Gail’s hard-won battle against her demons came at a price. She says: “When I arrived at the rehab centre and the big gates closed behind me, I felt as if I was going into prison. I was terrified.
“My room there, which I shared with two other girls, had bars on the window and for the first month I wasn’t allowed to use my computer, watch TV or talk to any of the men on the programme. I was banned from even looking at them, or saying ‘thank you’ if one of them held the door open for me.
“My day started at six in the morning and then there were chores and breakfast. We had lectures and classes and groups all day long. I found that difficult and, for the first month, I didn’t say a word.
“Everyone thought I was a bit odd because I didn’t bond with any of the others. But I didn’t want to get close to anyone in case I got hurt.

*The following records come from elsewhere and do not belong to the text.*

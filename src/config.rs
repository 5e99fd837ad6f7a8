//! Client configuration and builder.
//!
//! Provides a fluent API for configuring a [`RealtimeClient`].
//!
//! # Example
//!
//! ```no_run
//! use chatlink::ClientConfig;
//!
//! # fn example() -> chatlink::Result<()> {
//! let config = ClientConfig::builder()
//!     .endpoint("ws://chat.example:8000/ws")
//!     .retry_budget(3)
//!     .build()?;
//! # Ok(())
//! # }
//! ```
//!
//! [`RealtimeClient`]: crate::RealtimeClient

// ============================================================================
// Imports
// ============================================================================

use std::fmt;
use std::sync::Arc;
use std::time::Duration;

use url::Url;

use crate::error::{Error, Result};
use crate::protocol::{BinaryCodec, FrameCodec};

// ============================================================================
// Constants
// ============================================================================

/// Default realtime endpoint.
const DEFAULT_ENDPOINT: &str = "ws://localhost:8000/ws";

/// Default maximum number of automatic reconnection attempts.
const DEFAULT_RETRY_BUDGET: u32 = 5;

/// Default fixed delay between reconnection attempts.
const DEFAULT_RETRY_BACKOFF: Duration = Duration::from_millis(3000);

// ============================================================================
// ClientConfig
// ============================================================================

/// Validated configuration for a [`RealtimeClient`].
///
/// Use [`ClientConfig::builder()`] to create one.
///
/// [`RealtimeClient`]: crate::RealtimeClient
#[derive(Clone)]
pub struct ClientConfig {
    /// Realtime endpoint, e.g. `ws://localhost:8000/ws`.
    endpoint: Url,
    /// Maximum automatic reconnection attempts before giving up.
    retry_budget: u32,
    /// Fixed delay between reconnection attempts.
    retry_backoff: Duration,
    /// Binary frame codec; `None` selects the JSON text-frame fallback.
    codec: Option<Arc<dyn FrameCodec>>,
}

impl ClientConfig {
    /// Creates a new configuration builder.
    #[inline]
    #[must_use]
    pub fn builder() -> ClientConfigBuilder {
        ClientConfigBuilder::new()
    }

    /// Returns the configured endpoint.
    #[inline]
    #[must_use]
    pub fn endpoint(&self) -> &Url {
        &self.endpoint
    }

    /// Returns the reconnection budget.
    #[inline]
    #[must_use]
    pub const fn retry_budget(&self) -> u32 {
        self.retry_budget
    }

    /// Returns the reconnection backoff interval.
    #[inline]
    #[must_use]
    pub const fn retry_backoff(&self) -> Duration {
        self.retry_backoff
    }

    /// Returns `true` when a binary frame codec is configured.
    #[inline]
    #[must_use]
    pub fn has_codec(&self) -> bool {
        self.codec.is_some()
    }

    /// Returns the configured frame codec, if any.
    #[inline]
    pub(crate) fn codec(&self) -> Option<&Arc<dyn FrameCodec>> {
        self.codec.as_ref()
    }

    /// Builds the per-session connection URL.
    ///
    /// Format: `<endpoint>?user=<identity>` with the identity
    /// percent-encoded.
    #[must_use]
    pub(crate) fn session_url(&self, identity: &str) -> String {
        format!(
            "{}?user={}",
            self.endpoint.as_str().trim_end_matches('/'),
            urlencoding::encode(identity)
        )
    }
}

impl fmt::Debug for ClientConfig {
    fn fmt(&self, f: &mut fmt::Formatter<'_>) -> fmt::Result {
        f.debug_struct("ClientConfig")
            .field("endpoint", &self.endpoint.as_str())
            .field("retry_budget", &self.retry_budget)
            .field("retry_backoff", &self.retry_backoff)
            .field("codec", &self.codec.is_some())
            .finish()
    }
}

// ============================================================================
// CodecChoice
// ============================================================================

/// Builder-internal codec selection.
enum CodecChoice {
    /// Built-in binary schema codec.
    Binary,
    /// JSON text frames only (debug fallback).
    JsonOnly,
    /// Caller-supplied codec.
    Custom(Arc<dyn FrameCodec>),
}

// ============================================================================
// ClientConfigBuilder
// ============================================================================

/// Builder for [`ClientConfig`].
pub struct ClientConfigBuilder {
    endpoint: Option<String>,
    retry_budget: u32,
    retry_backoff: Duration,
    codec: CodecChoice,
}

impl Default for ClientConfigBuilder {
    fn default() -> Self {
        Self::new()
    }
}

impl ClientConfigBuilder {
    /// Creates a builder with the default endpoint, retry policy and the
    /// built-in binary codec.
    #[inline]
    #[must_use]
    pub fn new() -> Self {
        Self {
            endpoint: None,
            retry_budget: DEFAULT_RETRY_BUDGET,
            retry_backoff: DEFAULT_RETRY_BACKOFF,
            codec: CodecChoice::Binary,
        }
    }

    /// Sets the realtime endpoint (`ws://` or `wss://`).
    #[inline]
    #[must_use]
    pub fn endpoint(mut self, endpoint: impl Into<String>) -> Self {
        self.endpoint = Some(endpoint.into());
        self
    }

    /// Sets the maximum number of automatic reconnection attempts.
    ///
    /// Zero disables automatic reconnection entirely.
    #[inline]
    #[must_use]
    pub fn retry_budget(mut self, budget: u32) -> Self {
        self.retry_budget = budget;
        self
    }

    /// Sets the fixed delay between reconnection attempts.
    #[inline]
    #[must_use]
    pub fn retry_backoff(mut self, backoff: Duration) -> Self {
        self.retry_backoff = backoff;
        self
    }

    /// Replaces the built-in binary codec with a caller-supplied one.
    #[inline]
    #[must_use]
    pub fn codec(mut self, codec: Arc<dyn FrameCodec>) -> Self {
        self.codec = CodecChoice::Custom(codec);
        self
    }

    /// Disables the binary schema; all frames become UTF-8 JSON text.
    ///
    /// Debug fallback only; production servers speak the binary schema.
    #[inline]
    #[must_use]
    pub fn json_only(mut self) -> Self {
        self.codec = CodecChoice::JsonOnly;
        self
    }

    /// Builds the configuration with validation.
    ///
    /// # Errors
    ///
    /// Returns [`Error::Config`] when the endpoint is not a valid `ws`/`wss`
    /// URL or already carries a query string.
    pub fn build(self) -> Result<ClientConfig> {
        let raw = self.endpoint.as_deref().unwrap_or(DEFAULT_ENDPOINT);

        let endpoint = Url::parse(raw)
            .map_err(|e| Error::config(format!("invalid endpoint `{raw}`: {e}")))?;

        if !matches!(endpoint.scheme(), "ws" | "wss") {
            return Err(Error::config(format!(
                "endpoint scheme must be ws or wss, got `{}`",
                endpoint.scheme()
            )));
        }

        if endpoint.query().is_some() {
            return Err(Error::config(
                "endpoint must not carry a query string; \
                 the client appends `?user=<identity>` itself",
            ));
        }

        let codec: Option<Arc<dyn FrameCodec>> = match self.codec {
            CodecChoice::Binary => Some(Arc::new(BinaryCodec)),
            CodecChoice::JsonOnly => None,
            CodecChoice::Custom(codec) => Some(codec),
        };

        Ok(ClientConfig {
            endpoint,
            retry_budget: self.retry_budget,
            retry_backoff: self.retry_backoff,
            codec,
        })
    }
}

// ============================================================================
// Tests
// ============================================================================
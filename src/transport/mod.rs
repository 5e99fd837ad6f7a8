//! Realtime transport layer.
//!
//! This module owns the WebSocket plumbing: one [`RealtimeClient`] holds at
//! most one live connection, decodes inbound frames and fans events out to
//! subscribed listeners.
//!
//! ```text
//! ┌──────────────┐   events    ┌─────────────────┐   WebSocket   ┌────────┐
//! │ application  │◄────────────│ RealtimeClient  │◄─────────────►│ server │
//! │ (stores, UI) │  send_*     │  + socket task  │  binary/text  │  /ws   │
//! └──────────────┘────────────►└─────────────────┘               └────────┘
//! ```
//!
//! # Modules
//!
//! | Module | Description |
//! |--------|-------------|
//! | `connection` | Client, lifecycle state machine, reconnection |
//! | `events` | Event kinds, payloads and the listener registry |

// ============================================================================
// Submodules
// ============================================================================

/// Realtime client and connection lifecycle.
pub mod connection;

/// Lifecycle and message event dispatch.
pub mod events;

// ============================================================================
// Re-exports
// ============================================================================

pub use connection::{ConnectionState, RealtimeClient};
pub use events::{EventKind, ListenerId, TransportEvent};
pub mod save;
pub mod compressed;

pub use save::{
	LeafRecord,
	WorldSave,
};
pub use compressed::CompressedSave;
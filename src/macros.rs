#![allow(unused)]

/// Runs a block and logs how long it took at debug level.
/// The value of the block is returned.
/// ```rs
/// let save = log_time!("save"; store.save());
/// ```
#[macro_export]
macro_rules! log_time {
    ($label:expr; $body:expr) => {
        {
            let now = std::time::Instant::now();
            let result = $body;
            log::debug!("{} took {:?}", $label, now.elapsed());
            result
        }
    };
}

/// The purpose of this macro is to be able to generate code for each
/// primitive integer type (this means no f32 or f64).
/// You invoke the macro with the path to another macro that you would
/// like to invoke for each type.
/// Optionally you can restrict generation to either unsigned or signed
/// by typing `;unsigned` or `;signed` after the provided macro argument.
#[macro_export]
macro_rules! for_each_int_type {
    ($macro:path) => {
        $crate::for_each_int_type!($macro;unsigned);
        $crate::for_each_int_type!($macro;signed);
    };
    ($macro:path;unsigned) => {
        $macro!{u64}
        $macro!{u32}
        $macro!{u16}
        $macro!{u8}
    };
    ($macro:path;signed) => {
        $macro!{i64}
        $macro!{i32}
        $macro!{i16}
        $macro!{i8}
    }
}

/// Return from a function if a condition is met.
/// ```rs
/// // return_if!(condition => expr)
/// fn sample(bounds: IntBox) -> bool {
/// 	return_if!(bounds.is_empty() => false);
/// 	true
/// }
/// ```
#[macro_export]
macro_rules! return_if {
    ($condition:expr $(=> $result:expr)?) => {
        if $condition {
            return $($result)?;
        }
    };
}

#[cfg(test)]
mod tests {
    fn first_positive(values: &[i32]) -> Option<i32> {
        for &value in values {
            return_if!(value > 0 => Some(value));
        }
        None
    }

    #[test]
    fn early_return() {
        assert_eq!(first_positive(&[-1, 0, 3, 4]), Some(3));
        assert_eq!(first_positive(&[-1]), None);
    }

    #[test]
    fn logged_value() {
        let value = log_time!("sum"; (0..10).sum::<i32>());
        assert_eq!(value, 45);
    }
}
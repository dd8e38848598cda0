use std::ops::Deref;

use crate::{
	math::IntBox,
	octree::NodeId,
	VoxResult,
};

use super::store::{
	TransactionTokens,
	VolumeStore,
};

macro_rules! __scope_type {
	($(#[$attr:meta])* $name:ident, $end:ident) => {
		$(#[$attr])*
		pub struct $name<'a> {
			store: &'a VolumeStore,
			bounds: IntBox,
			tokens: Option<TransactionTokens>,
		}

		impl<'a> $name<'a> {
			pub(super) fn new(store: &'a VolumeStore, bounds: IntBox, tokens: TransactionTokens) -> Self {
				Self {
					store,
					bounds,
					tokens: Some(tokens),
				}
			}

			pub fn bounds(&self) -> IntBox {
				self.bounds
			}

			/// The leaves held by this scope.
			pub fn leaves(&self) -> &[NodeId] {
				self.tokens.as_ref().map(TransactionTokens::ids).unwrap_or_default()
			}

			/// Ends the transaction now and reports release failures.
			pub fn end(mut self) -> VoxResult<()> {
				match self.tokens.take() {
					Some(tokens) => self.store.$end(tokens),
					None => Ok(()),
				}
			}
		}

		impl<'a> Deref for $name<'a> {
			type Target = VolumeStore;

			fn deref(&self) -> &Self::Target {
				self.store
			}
		}

		impl<'a> Drop for $name<'a> {
			fn drop(&mut self) {
				if let Some(tokens) = self.tokens.take() {
					if let Err(err) = self.store.$end(tokens) {
						log::error!("failed to end scope on {:?}: {err}", self.bounds);
					}
				}
			}
		}
	};
}

__scope_type!(
	/// A read transaction that ends when dropped.
	ReadScope, end_read
);

__scope_type!(
	/// A write transaction that ends when dropped.
	WriteScope, end_write
);
use std::io::{
	Read, Write,
};

use byteorder::{
	BigEndian,
	ReadBytesExt,
	WriteBytesExt,
};

use crate::{
	for_each_int_type,
	VoxResult,
};

/// A type that can be decoded from a big-endian byte stream.
pub trait Readable: Sized {
	fn read_from<R: Read>(reader: &mut R) -> VoxResult<Self>;
}

/// A type that can be encoded to a big-endian byte stream.
/// Returns the number of bytes written.
pub trait Writable {
	fn write_to<W: Write>(&self, writer: &mut W) -> VoxResult<usize>;
}

pub trait ReadExt: Read + Sized {
	fn read_value<T: Readable>(&mut self) -> VoxResult<T>;
}

pub trait WriteExt: Write + Sized {
	fn write_value<T: Writable>(&mut self, value: T) -> VoxResult<usize>;
}

impl<R: Read> ReadExt for R {
	#[inline(always)]
	fn read_value<T: Readable>(&mut self) -> VoxResult<T> {
		T::read_from(self)
	}
}

impl<W: Write> WriteExt for W {
	#[inline(always)]
	fn write_value<T: Writable>(&mut self, value: T) -> VoxResult<usize> {
		value.write_to(self)
	}
}

impl<T: Writable> Writable for &T {
	fn write_to<W: Write>(&self, writer: &mut W) -> VoxResult<usize> {
		T::write_to(*self, writer)
	}
}

macro_rules! __primitive_io {
	($type:ty) => {
		impl Readable for $type {
			fn read_from<R: Read>(reader: &mut R) -> VoxResult<Self> {
				let mut buf = [0u8; std::mem::size_of::<$type>()];
				reader.read_exact(&mut buf)?;
				Ok(<$type>::from_be_bytes(buf))
			}
		}

		impl Writable for $type {
			fn write_to<W: Write>(&self, writer: &mut W) -> VoxResult<usize> {
				writer.write_all(&self.to_be_bytes())?;
				Ok(std::mem::size_of::<$type>())
			}
		}
	};
}

for_each_int_type!(__primitive_io);

impl Readable for f32 {
	fn read_from<R: Read>(reader: &mut R) -> VoxResult<Self> {
		Ok(reader.read_f32::<BigEndian>()?)
	}
}

impl Writable for f32 {
	fn write_to<W: Write>(&self, writer: &mut W) -> VoxResult<usize> {
		writer.write_f32::<BigEndian>(*self)?;
		Ok(4)
	}
}

#[cfg(test)]
mod tests {
	use super::*;

	#[test]
	fn big_endian_layout() {
		let mut buffer = Vec::new();
		buffer.write_value(0x01020304u32).unwrap();
		buffer.write_value(-1i16).unwrap();
		assert_eq!(buffer, [1, 2, 3, 4, 0xff, 0xff]);
		let mut reader = buffer.as_slice();
		assert_eq!(reader.read_value::<u32>().unwrap(), 0x01020304);
		assert_eq!(reader.read_value::<i16>().unwrap(), -1);
		assert!(reader.read_value::<u8>().is_err());
	}
}
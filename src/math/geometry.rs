/*
Leaf cell layout and octree child addressing.
*/

use super::coord::IntVector;

/// Edge length of a LOD 0 leaf.
pub const CELL_SIZE: i32 = 16;
pub const CELL_SIZE_BITS: u32 = 4;
/// Number of voxels stored by a LOD 0 leaf.
pub const CELL_COUNT: usize = (CELL_SIZE * CELL_SIZE * CELL_SIZE) as usize;

/// In a 16x16x16 leaf, there are 4096 voxels.
/// This function returns an index in a flattened array
/// where a voxel would be stored. This is merely a bit manipulation.
/// Here is how the bits would be laid out (from right to left):
/// ```text
/// ╭────────────╮
/// │       <-- 0│
/// │zzzzyyyyxxxx│
/// │321032103210│
/// ╰────────────╯
/// ```
/// `local` is relative to the leaf's minimum corner.
#[inline(always)]
pub fn cell_index(local: IntVector) -> usize {
	let x = (local.x & 0xf) as usize;
	let y = (local.y & 0xf) as usize;
	let z = (local.z & 0xf) as usize;
	(z << 8) | (y << 4) | x
}

/// The inverse of [cell_index].
#[inline(always)]
pub fn cell_coords(index: usize) -> IntVector {
	IntVector::new(
		(index & 0xf) as i32,
		((index >> 4) & 0xf) as i32,
		((index >> 8) & 0xf) as i32,
	)
}

/// Selects which of the 8 octants around `center` contains `point`.
/// Bit 0 is set for +X, bit 1 for +Y and bit 2 for +Z.
#[inline(always)]
pub fn child_index(point: IntVector, center: IntVector) -> usize {
	(point.x >= center.x) as usize
	| ((point.y >= center.y) as usize) << 1
	| ((point.z >= center.z) as usize) << 2
}

/// The offset of an octant in units of the child's size.
#[inline(always)]
pub fn child_offset(index: usize) -> IntVector {
	IntVector::new(
		(index & 1) as i32,
		((index >> 1) & 1) as i32,
		((index >> 2) & 1) as i32,
	)
}

/// Edge length of a node at `lod`.
#[inline(always)]
pub fn node_size(lod: u8) -> i32 {
	CELL_SIZE << lod
}
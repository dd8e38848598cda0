pub mod value;
pub mod material;
pub mod generator;

pub use value::Value;
pub use material::Material;
pub use generator::{
	EmptyState,
	FlatGenerator,
	QueryZone,
	WorldGenerator,
};
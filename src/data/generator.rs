use crate::math::{IntBox, IntVector};

use super::{
	material::Material,
	value::Value,
};

/// What is known about the density inside a region without sampling every voxel.
#[derive(Debug, Clone, Copy, PartialEq, Eq, Hash)]
pub enum EmptyState {
	/// Every value is empty (positive).
	Empty,
	/// Every value is full (not positive).
	Full,
	Unknown,
}

impl EmptyState {
	/// Combines the states of two disjoint regions.
	pub fn merge(self, other: EmptyState) -> EmptyState {
		if self == other {
			self
		} else {
			EmptyState::Unknown
		}
	}

	/// Classifies a set of values.
	pub fn of_values<'a, It: IntoIterator<Item = &'a Value>>(values: It) -> EmptyState {
		let mut state: Option<EmptyState> = None;
		for value in values {
			let current = if value.is_empty() {
				EmptyState::Empty
			} else {
				EmptyState::Full
			};
			let merged = state.map_or(current, |s| s.merge(current));
			if merged == EmptyState::Unknown {
				return EmptyState::Unknown;
			}
			state = Some(merged);
		}
		state.unwrap_or(EmptyState::Unknown)
	}
}

/// Describes a region being read into a flat output buffer.
/// `bounds` is the full extent of the buffer and `region` is the part
/// of it that should be written. Buffers are laid out x fastest.
#[derive(Debug, Clone, Copy, PartialEq, Eq)]
pub struct QueryZone {
	pub bounds: IntBox,
	pub region: IntBox,
}

impl QueryZone {
	pub fn new(bounds: IntBox) -> Self {
		Self {
			bounds,
			region: bounds,
		}
	}

	/// The part of this zone that overlaps `region`, writing into the same buffer.
	pub fn sub_zone(&self, region: &IntBox) -> Option<QueryZone> {
		self.region.overlap(region).map(|region| QueryZone {
			bounds: self.bounds,
			region,
		})
	}

	/// The buffer length needed for this zone.
	pub fn len(&self) -> usize {
		self.bounds.count() as usize
	}

	#[inline(always)]
	pub fn index(&self, p: IntVector) -> usize {
		let size = self.bounds.size();
		let local = p - self.bounds.min;
		(local.x + size.x * (local.y + size.y * local.z)) as usize
	}
}

/// The procedural source of every voxel that hasn't been edited.
/// Implementations must be deterministic: the same position always
/// yields the same output.
pub trait WorldGenerator: Send + Sync {
	fn value(&self, p: IntVector) -> Value;
	fn material(&self, p: IntVector) -> Material;

	/// Fills `zone.region` of the buffers that are present.
	fn fill(&self, zone: &QueryZone, mut values: Option<&mut [Value]>, mut materials: Option<&mut [Material]>) {
		for p in zone.region.iter() {
			let index = zone.index(p);
			if let Some(values) = values.as_deref_mut() {
				values[index] = self.value(p);
			}
			if let Some(materials) = materials.as_deref_mut() {
				materials[index] = self.material(p);
			}
		}
	}

	/// Lets the store skip work for regions the generator knows are uniform.
	fn emptiness(&self, _bounds: &IntBox) -> EmptyState {
		EmptyState::Unknown
	}
}

/// A horizontal ground plane at `height`. Everything below is full.
#[derive(Debug, Clone, Copy)]
pub struct FlatGenerator {
	pub height: i32,
	pub material: Material,
}

impl FlatGenerator {
	pub fn new(height: i32) -> Self {
		Self {
			height,
			material: Material::single(1),
		}
	}
}

impl WorldGenerator for FlatGenerator {
	fn value(&self, p: IntVector) -> Value {
		Value::clamped((p.z - self.height) as f32 + 0.5)
	}

	fn material(&self, _p: IntVector) -> Material {
		self.material
	}

	fn emptiness(&self, bounds: &IntBox) -> EmptyState {
		if bounds.min.z >= self.height {
			EmptyState::Empty
		} else if bounds.max.z <= self.height {
			EmptyState::Full
		} else {
			EmptyState::Unknown
		}
	}
}

#[cfg(test)]
mod tests {
	use super::*;

	#[test]
	fn flat_emptiness_matches_values() {
		let generator = FlatGenerator::new(4);
		let above = IntBox::new((0, 0, 4), (8, 8, 12));
		let below = IntBox::new((0, 0, -8), (8, 8, 4));
		let across = IntBox::new((0, 0, 0), (8, 8, 8));
		for (bounds, expected) in [(above, EmptyState::Empty), (below, EmptyState::Full), (across, EmptyState::Unknown)] {
			assert_eq!(generator.emptiness(&bounds), expected);
			let values = bounds.iter().map(|p| generator.value(p)).collect::<Vec<_>>();
			assert_eq!(EmptyState::of_values(&values), expected);
		}
	}

	#[test]
	fn fill_sub_zone() {
		let generator = FlatGenerator::new(0);
		let zone = QueryZone::new(IntBox::new((0, 0, -2), (4, 4, 2)));
		let mut values = vec![Value(9.0); zone.len()];
		let sub = zone.sub_zone(&IntBox::new((0, 0, 0), (4, 4, 8))).unwrap();
		generator.fill(&sub, Some(values.as_mut_slice()), None);
		for p in zone.bounds.iter() {
			let value = values[zone.index(p)];
			if p.z >= 0 {
				assert_eq!(value, generator.value(p));
			} else {
				assert_eq!(value, Value(9.0));
			}
		}
	}
}
pub mod id;
pub mod lock;
pub mod node;
pub mod tree;
pub mod transaction;

pub use id::NodeId;
pub use lock::LockKind;
pub use node::{
	DataNode,
	NodeIndex,
};
pub use tree::DataOctree;
pub use transaction::{
	lock_region,
	LockDepth,
	unlock_region,
};
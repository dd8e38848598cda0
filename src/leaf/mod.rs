pub mod store;
pub mod history;
pub mod diff;

pub use store::{
	LeafOptions,
	LeafStore,
	Snapshot,
};
pub use history::{
	EditHistory,
	Frame,
};
pub use diff::{
	DiffBatch,
	DirtySet,
	LeafDiffs,
	MaterialDiff,
	ValueDiff,
};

And during trauma counselling, I kept silent. In the end, I was told that if I didn’t open up and talk, I would have to go back to Britain.
“I did say a little about my feelings, but it was difficult because I’m Scottish and we’re very private.”
One of the most difficult aspects of Gail’s time in rehab was the separation from Honey.
She says: “I missed her terribly but her dad and his wife Lynsey, love her to death. I can’t thank Dan enough for his support. He was totally amazing and stood by me 100 per cent. He and Lynsey were brilliant.
“Honey and I talked on Skype three times a week and those talks were the highlight of my life in rehab. Honey knew I was really sad and her dad had told her that I had gone away to get some help.
“She is brilliant. When I lost my hair, I said to her, ‘I am so sorry I don’t look the same as other mummies any more.’
“But she didn’t want me to wear a wig so said, ‘I don’t want you to look the same as other mummies… ’ ”
Apart from missing Honey, Gail spent a great deal of her time in rehab writing a children’s story and a novel which she says is a mixture of Girl, Interrupted and Trainspotting. She says: “I read the children’s story to the people in rehab and they all loved it. They asked me why I hadn’t done anything with it before and I said, ‘Because I’m rubbish’. But now I’ve got my confidence back and I am going to have my books published.”
Apart from writing, and looking forward to her chats with Honey, Gail says her time in rehab was tough. She adds: “I had nightmares most nights. I didn’t sleep much and even sleepwalked once. Luckily, the door was shut as I was heading for the pool!
“I missed Honey and all my friends and family so much, and I missed having anyone to cuddle. So I used to go out in the garden and cuddle this goat instead!
“He was black and white and was my best friend there.”
Now Gail is back from rehab, she is moving into a new flat, recording voice-overs and doing stand-up comedy.
She attends AA meetings on a regular basis and sees a lot of her friends but is spending Christmas alone because Honey will be with her father and his wife.
Gail says: “Honey is going to be with her daddy for Christmas but I am going to see her. In a way, I’ve always been very childlike myself. I don’t think I’ll ever grow up properly. My dad calls me Peter Pan.” Gail’s other main focus in life is to find love again. She says: “I was thinking of joining a computer dating site. I haven’t signed up yet but I do know what kind of man I’m looking for. More than anything, he has to be funny.
“He has to be taller than me and I’d like him to be older because I’ve always gone out with younger guys. But I don’t think I could do bald because if we put our heads together, we could start a fire…”
Ideally, Gail’s on the lookout for a man who works hard but he doesn’t have to be made of money. She says: “It would be good if he had a job but he doesn’t have to be a millionaire. He just has to be able to take me to dinner or to a gig.
“I’d love him to look like Ryan Gosling too, or Oliver Platt, who is very fat but is in my favourite TV programme, Huff.”
Now she is back from rehab and feeling happy and healthy, Gail is loving life.
She adds: “I can’t thank everyone enough for helping me through this horrible time. I shouldn’t have got myself into such a mess but I came out at the other end.”